Work to be completed:
Every line containing "PostgresRunner" should be identified and copied from the data below.

Source material:

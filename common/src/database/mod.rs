// Database connectivity: one short-lived connection per query execution

pub mod mssql;
pub mod mysql;
pub mod postgresql;

use crate::config::{DatabaseConfig, DatabaseDriver};
use crate::errors::{ConfigurationError, ExecutionError};
use crate::models::QueryResult;
use async_trait::async_trait;
use std::future::Future;
use std::sync::Arc;
use std::time::Duration;

pub use mssql::MssqlRunner;
pub use mysql::MySqlRunner;
pub use postgresql::PostgresRunner;

/// Runs one query against one named database target.
///
/// Implementations open their own connection for each call and release it
/// on every exit path.
#[async_trait]
pub trait QueryRunner: Send + Sync {
    async fn execute(&self, target: &str, query: &str) -> Result<QueryResult, ExecutionError>;
}

/// Server address and credentials shared by every target on the server
#[derive(Debug, Clone)]
pub struct ConnectionSettings {
    pub host: String,
    pub port: u16,
    pub username: String,
    pub password: String,
    pub connect_timeout: Duration,
    pub query_timeout: Duration,
    pub trust_server_certificate: bool,
}

impl ConnectionSettings {
    pub fn from_config(config: &DatabaseConfig) -> Result<Self, ConfigurationError> {
        let (username, password) = config.credentials()?;
        Ok(Self {
            host: config.host.clone(),
            port: config.port,
            username: username.to_string(),
            password: password.to_string(),
            connect_timeout: Duration::from_secs(config.connect_timeout_seconds),
            query_timeout: Duration::from_secs(config.query_timeout_seconds),
            trust_server_certificate: config.trust_server_certificate,
        })
    }
}

/// Build the runner matching the configured driver
pub fn create_query_runner(
    config: &DatabaseConfig,
) -> Result<Arc<dyn QueryRunner>, ConfigurationError> {
    let settings = ConnectionSettings::from_config(config)?;
    tracing::info!(driver = %config.driver, host = %settings.host, port = settings.port, "Creating query runner");

    let runner: Arc<dyn QueryRunner> = match config.driver {
        DatabaseDriver::Mssql => Arc::new(MssqlRunner::new(settings)),
        DatabaseDriver::Postgres => Arc::new(PostgresRunner::new(settings)),
        DatabaseDriver::Mysql => Arc::new(MySqlRunner::new(settings)),
    };
    Ok(runner)
}

/// Bound a database future by `limit`
pub(crate) async fn with_timeout<T, F>(limit: Duration, fut: F) -> Result<T, ExecutionError>
where
    F: Future<Output = Result<T, ExecutionError>>,
{
    tokio::time::timeout(limit, fut)
        .await
        .map_err(|_| ExecutionError::Timeout(limit.as_secs()))?
}
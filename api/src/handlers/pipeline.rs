use axum::{
    body::Bytes,
    extract::{Path, State},
    Json,
};
use chrono::{DateTime, Utc};
use serde::{de::DeserializeOwned, Deserialize, Serialize};
use std::path::PathBuf;
use uuid::Uuid;

use crate::handlers::ErrorResponse;
use crate::state::AppState;
use common::models::{Job, JobKind, JobRequest, JobStatus};
use common::transfer::bucket_name_for;

const DEFAULT_OUTPUT_DIR: &str = "data";
const DEFAULT_CATEGORY: &str = "data";

/// Body of the pipeline endpoints; every field is optional
#[derive(Debug, Default, Deserialize)]
#[serde(rename_all = "camelCase", default)]
pub struct PipelineParams {
    pub output_dir: Option<PathBuf>,
    pub category: Option<String>,
    pub verbose: Option<bool>,
    pub transfer_enabled: Option<bool>,
}

/// Body of the object storage endpoints
#[derive(Debug, Default, Deserialize)]
#[serde(rename_all = "camelCase", default)]
pub struct StorageParams {
    pub destination_name: Option<String>,
    pub output_dir: Option<PathBuf>,
    pub verbose: Option<bool>,
    pub scratch_dir: Option<PathBuf>,
}

/// Returned as soon as a job is registered
#[derive(Debug, Serialize)]
#[serde(rename_all = "camelCase")]
pub struct JobAccepted {
    pub job_id: Uuid,
    pub status: JobStatus,
    pub message: String,
    pub started_at: DateTime<Utc>,
    #[serde(skip_serializing_if = "Option::is_none")]
    pub destination_name: Option<String>,
}

impl JobAccepted {
    fn from_job(job: &Job, message: String) -> Self {
        Self {
            job_id: job.job_id,
            status: job.status,
            message,
            started_at: job.created_at,
            destination_name: job.request.destination_name.clone(),
        }
    }
}

fn validate_target(target: &str) -> Result<(), ErrorResponse> {
    if target.is_empty() || target == "." || target == ".." || target.contains(['/', '\\']) {
        return Err(ErrorResponse::new(
            "validation_error",
            format!("Invalid target name: {}", target),
        ));
    }
    Ok(())
}

/// An empty body means defaults; anything else must be valid JSON for `T`
fn parse_params<T: DeserializeOwned + Default>(body: &[u8]) -> Result<T, ErrorResponse> {
    if body.iter().all(u8::is_ascii_whitespace) {
        return Ok(T::default());
    }
    serde_json::from_slice(body).map_err(|e| {
        ErrorResponse::new("validation_error", format!("Invalid request body: {}", e))
    })
}

/// Start the full pipeline over every configured target
#[tracing::instrument(skip(state, body))]
pub async fn run_pipeline(
    State(state): State<AppState>,
    body: Bytes,
) -> Result<Json<JobAccepted>, ErrorResponse> {
    let params: PipelineParams = parse_params(&body)?;
    let request = JobRequest {
        kind: JobKind::Pipeline,
        target: None,
        output_dir: params
            .output_dir
            .unwrap_or_else(|| PathBuf::from(DEFAULT_OUTPUT_DIR)),
        category: params
            .category
            .unwrap_or_else(|| DEFAULT_CATEGORY.to_string()),
        verbose: params.verbose.unwrap_or(true),
        transfer_enabled: params.transfer_enabled.unwrap_or(true),
        destination_name: None,
        scratch_dir: None,
    };

    let job = state.runner.submit(request);
    tracing::info!(job_id = %job.job_id, "Pipeline job accepted");
    Ok(Json(JobAccepted::from_job(
        &job,
        format!(
            "Pipeline started in background. Use GET /jobs/{} to check status",
            job.job_id
        ),
    )))
}

/// Start the pipeline for one target
#[tracing::instrument(skip(state, body))]
pub async fn run_target_pipeline(
    State(state): State<AppState>,
    Path(target): Path<String>,
    body: Bytes,
) -> Result<Json<JobAccepted>, ErrorResponse> {
    validate_target(&target)?;
    let params: PipelineParams = parse_params(&body)?;
    let request = JobRequest {
        kind: JobKind::TargetPipeline,
        target: Some(target.clone()),
        output_dir: params
            .output_dir
            .unwrap_or_else(|| PathBuf::from(DEFAULT_OUTPUT_DIR)),
        category: params
            .category
            .unwrap_or_else(|| DEFAULT_CATEGORY.to_string()),
        verbose: params.verbose.unwrap_or(true),
        transfer_enabled: params.transfer_enabled.unwrap_or(true),
        destination_name: None,
        scratch_dir: None,
    };

    let job = state.runner.submit(request);
    tracing::info!(job_id = %job.job_id, target = %target, "Target pipeline job accepted");
    Ok(Json(JobAccepted::from_job(
        &job,
        format!("Pipeline for {} started in background", target),
    )))
}

/// Upload already extracted files of one target to object storage
#[tracing::instrument(skip(state, body))]
pub async fn upload_target(
    State(state): State<AppState>,
    Path(target): Path<String>,
    body: Bytes,
) -> Result<Json<JobAccepted>, ErrorResponse> {
    validate_target(&target)?;
    let params: StorageParams = parse_params(&body)?;
    let destination = params
        .destination_name
        .unwrap_or_else(|| bucket_name_for(&target));

    let request = JobRequest {
        kind: JobKind::Upload,
        target: Some(target.clone()),
        output_dir: params
            .output_dir
            .unwrap_or_else(|| PathBuf::from(DEFAULT_OUTPUT_DIR)),
        category: DEFAULT_CATEGORY.to_string(),
        verbose: params.verbose.unwrap_or(true),
        transfer_enabled: true,
        destination_name: Some(destination.clone()),
        scratch_dir: None,
    };

    let job = state.runner.submit(request);
    tracing::info!(job_id = %job.job_id, target = %target, destination = %destination, "Upload job accepted");
    Ok(Json(JobAccepted::from_job(
        &job,
        format!("Upload of {} to {} started in background", target, destination),
    )))
}

/// Extract one target into a scratch directory and upload it to object storage
#[tracing::instrument(skip(state, body))]
pub async fn run_storage_pipeline(
    State(state): State<AppState>,
    Path(target): Path<String>,
    body: Bytes,
) -> Result<Json<JobAccepted>, ErrorResponse> {
    validate_target(&target)?;
    let params: StorageParams = parse_params(&body)?;
    let destination = params
        .destination_name
        .unwrap_or_else(|| bucket_name_for(&target));

    let request = JobRequest {
        kind: JobKind::StoragePipeline,
        target: Some(target.clone()),
        output_dir: state.config.extraction.scratch_dir.clone(),
        category: DEFAULT_CATEGORY.to_string(),
        verbose: params.verbose.unwrap_or(true),
        transfer_enabled: true,
        destination_name: Some(destination.clone()),
        scratch_dir: params.scratch_dir,
    };

    let job = state.runner.submit(request);
    tracing::info!(job_id = %job.job_id, target = %target, destination = %destination, "Storage pipeline job accepted");
    Ok(Json(JobAccepted::from_job(
        &job,
        format!(
            "Storage pipeline for {} to {} started in background",
            target, destination
        ),
    )))
}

Solution for this task:
pub use postgresql::PostgresRunner;
        DatabaseDriver::Postgres => Arc::new(PostgresRunner::new(settings)),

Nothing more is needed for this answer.